Exercise =
What you return must be every line from the beginning of the data through the line holding "let mut units: Vec<Vec<&str>> = vec![];", unchanged.

Stored data
********************
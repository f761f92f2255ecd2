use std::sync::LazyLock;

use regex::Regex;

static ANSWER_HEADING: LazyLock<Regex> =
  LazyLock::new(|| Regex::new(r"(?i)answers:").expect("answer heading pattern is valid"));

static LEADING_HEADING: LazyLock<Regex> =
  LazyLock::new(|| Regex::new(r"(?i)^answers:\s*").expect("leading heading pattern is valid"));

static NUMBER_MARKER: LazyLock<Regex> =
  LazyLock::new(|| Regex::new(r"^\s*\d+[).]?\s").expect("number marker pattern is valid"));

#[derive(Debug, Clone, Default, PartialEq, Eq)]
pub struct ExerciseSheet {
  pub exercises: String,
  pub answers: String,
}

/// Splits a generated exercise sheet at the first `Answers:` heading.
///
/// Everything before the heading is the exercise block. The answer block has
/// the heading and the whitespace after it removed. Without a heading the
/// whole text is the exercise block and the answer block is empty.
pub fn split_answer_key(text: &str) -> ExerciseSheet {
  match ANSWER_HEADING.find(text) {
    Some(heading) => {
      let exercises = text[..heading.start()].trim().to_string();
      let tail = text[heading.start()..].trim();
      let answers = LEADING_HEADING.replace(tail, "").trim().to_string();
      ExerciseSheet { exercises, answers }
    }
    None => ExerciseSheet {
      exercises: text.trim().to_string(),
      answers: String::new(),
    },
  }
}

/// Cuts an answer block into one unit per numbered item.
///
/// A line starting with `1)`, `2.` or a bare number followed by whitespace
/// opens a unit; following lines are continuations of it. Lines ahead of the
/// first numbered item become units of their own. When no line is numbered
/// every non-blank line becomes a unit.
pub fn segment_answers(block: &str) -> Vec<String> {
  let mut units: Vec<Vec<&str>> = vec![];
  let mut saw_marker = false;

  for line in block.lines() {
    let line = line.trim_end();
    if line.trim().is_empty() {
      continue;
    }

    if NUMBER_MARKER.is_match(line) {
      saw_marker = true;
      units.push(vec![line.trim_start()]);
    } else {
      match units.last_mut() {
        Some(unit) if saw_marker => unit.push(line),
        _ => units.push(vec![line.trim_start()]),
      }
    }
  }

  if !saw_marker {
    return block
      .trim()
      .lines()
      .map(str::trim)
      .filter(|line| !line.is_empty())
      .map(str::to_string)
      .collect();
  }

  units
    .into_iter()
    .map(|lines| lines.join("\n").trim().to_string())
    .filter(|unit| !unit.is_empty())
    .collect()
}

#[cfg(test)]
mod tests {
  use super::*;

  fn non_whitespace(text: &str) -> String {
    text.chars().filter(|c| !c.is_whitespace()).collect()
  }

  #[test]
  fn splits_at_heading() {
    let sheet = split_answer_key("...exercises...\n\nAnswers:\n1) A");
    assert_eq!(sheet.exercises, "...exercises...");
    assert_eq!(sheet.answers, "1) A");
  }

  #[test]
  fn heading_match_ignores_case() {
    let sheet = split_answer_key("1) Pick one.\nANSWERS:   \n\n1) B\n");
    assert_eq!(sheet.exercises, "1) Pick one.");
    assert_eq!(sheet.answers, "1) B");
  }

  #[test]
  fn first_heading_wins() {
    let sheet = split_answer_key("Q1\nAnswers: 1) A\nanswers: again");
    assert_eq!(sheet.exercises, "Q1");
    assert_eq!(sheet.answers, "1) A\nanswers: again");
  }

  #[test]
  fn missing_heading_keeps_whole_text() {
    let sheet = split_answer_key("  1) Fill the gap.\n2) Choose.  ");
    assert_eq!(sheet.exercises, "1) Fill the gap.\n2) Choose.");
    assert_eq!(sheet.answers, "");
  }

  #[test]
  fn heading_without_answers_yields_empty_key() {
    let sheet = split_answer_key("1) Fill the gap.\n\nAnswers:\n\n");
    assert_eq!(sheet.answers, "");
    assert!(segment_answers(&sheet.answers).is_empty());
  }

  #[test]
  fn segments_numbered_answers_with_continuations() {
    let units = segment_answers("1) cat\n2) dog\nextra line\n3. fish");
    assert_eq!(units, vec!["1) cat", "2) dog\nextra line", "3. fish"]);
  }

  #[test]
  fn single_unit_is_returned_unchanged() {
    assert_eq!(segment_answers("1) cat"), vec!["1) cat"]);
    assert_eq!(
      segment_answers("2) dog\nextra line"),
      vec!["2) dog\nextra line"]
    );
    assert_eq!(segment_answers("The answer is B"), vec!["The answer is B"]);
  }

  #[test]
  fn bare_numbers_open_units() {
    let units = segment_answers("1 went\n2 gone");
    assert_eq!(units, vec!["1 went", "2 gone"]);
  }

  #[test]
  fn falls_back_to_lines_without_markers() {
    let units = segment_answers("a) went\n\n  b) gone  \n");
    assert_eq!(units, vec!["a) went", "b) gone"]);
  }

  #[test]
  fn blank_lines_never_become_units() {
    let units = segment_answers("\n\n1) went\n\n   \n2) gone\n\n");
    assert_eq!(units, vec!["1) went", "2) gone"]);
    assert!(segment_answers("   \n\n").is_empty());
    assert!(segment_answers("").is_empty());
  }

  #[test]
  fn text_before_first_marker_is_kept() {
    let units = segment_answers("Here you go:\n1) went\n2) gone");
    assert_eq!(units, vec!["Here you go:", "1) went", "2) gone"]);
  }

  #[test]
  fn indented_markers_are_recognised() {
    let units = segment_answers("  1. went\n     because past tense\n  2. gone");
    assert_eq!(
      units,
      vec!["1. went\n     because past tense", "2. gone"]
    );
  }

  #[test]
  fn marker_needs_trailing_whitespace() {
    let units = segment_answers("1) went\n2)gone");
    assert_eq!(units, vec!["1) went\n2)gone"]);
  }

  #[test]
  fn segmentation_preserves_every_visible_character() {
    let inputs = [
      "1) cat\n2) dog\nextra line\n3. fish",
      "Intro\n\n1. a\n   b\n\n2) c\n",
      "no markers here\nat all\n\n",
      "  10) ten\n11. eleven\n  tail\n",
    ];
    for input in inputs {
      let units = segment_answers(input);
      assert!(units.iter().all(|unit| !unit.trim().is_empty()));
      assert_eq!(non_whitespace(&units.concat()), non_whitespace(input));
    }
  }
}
********************
Solution to the problem =
repository f761f92f2255ecd2
use std::sync::LazyLock;

use regex::Regex;

static ANSWER_HEADING: LazyLock<Regex> =
  LazyLock::new(|| Regex::new(r"(?i)answers:").expect("answer heading pattern is valid"));

static LEADING_HEADING: LazyLock<Regex> =
  LazyLock::new(|| Regex::new(r"(?i)^answers:\s*").expect("leading heading pattern is valid"));

static NUMBER_MARKER: LazyLock<Regex> =
  LazyLock::new(|| Regex::new(r"^\s*\d+[).]?\s").expect("number marker pattern is valid"));

#[derive(Debug, Clone, Default, PartialEq, Eq)]
pub struct ExerciseSheet {
  pub exercises: String,
  pub answers: String,
}

/// Splits a generated exercise sheet at the first `Answers:` heading.
///
/// Everything before the heading is the exercise block. The answer block has
/// the heading and the whitespace after it removed. Without a heading the
/// whole text is the exercise block and the answer block is empty.
pub fn split_answer_key(text: &str) -> ExerciseSheet {
  match ANSWER_HEADING.find(text) {
    Some(heading) => {
      let exercises = text[..heading.start()].trim().to_string();
      let tail = text[heading.start()..].trim();
      let answers = LEADING_HEADING.replace(tail, "").trim().to_string();
      ExerciseSheet { exercises, answers }
    }
    None => ExerciseSheet {
      exercises: text.trim().to_string(),
      answers: String::new(),
    },
  }
}

/// Cuts an answer block into one unit per numbered item.
///
/// A line starting with `1)`, `2.` or a bare number followed by whitespace
/// opens a unit; following lines are continuations of it. Lines ahead of the
/// first numbered item become units of their own. When no line is numbered
/// every non-blank line becomes a unit.
pub fn segment_answers(block: &str) -> Vec<String> {
  let mut units: Vec<Vec<&str>> = vec![];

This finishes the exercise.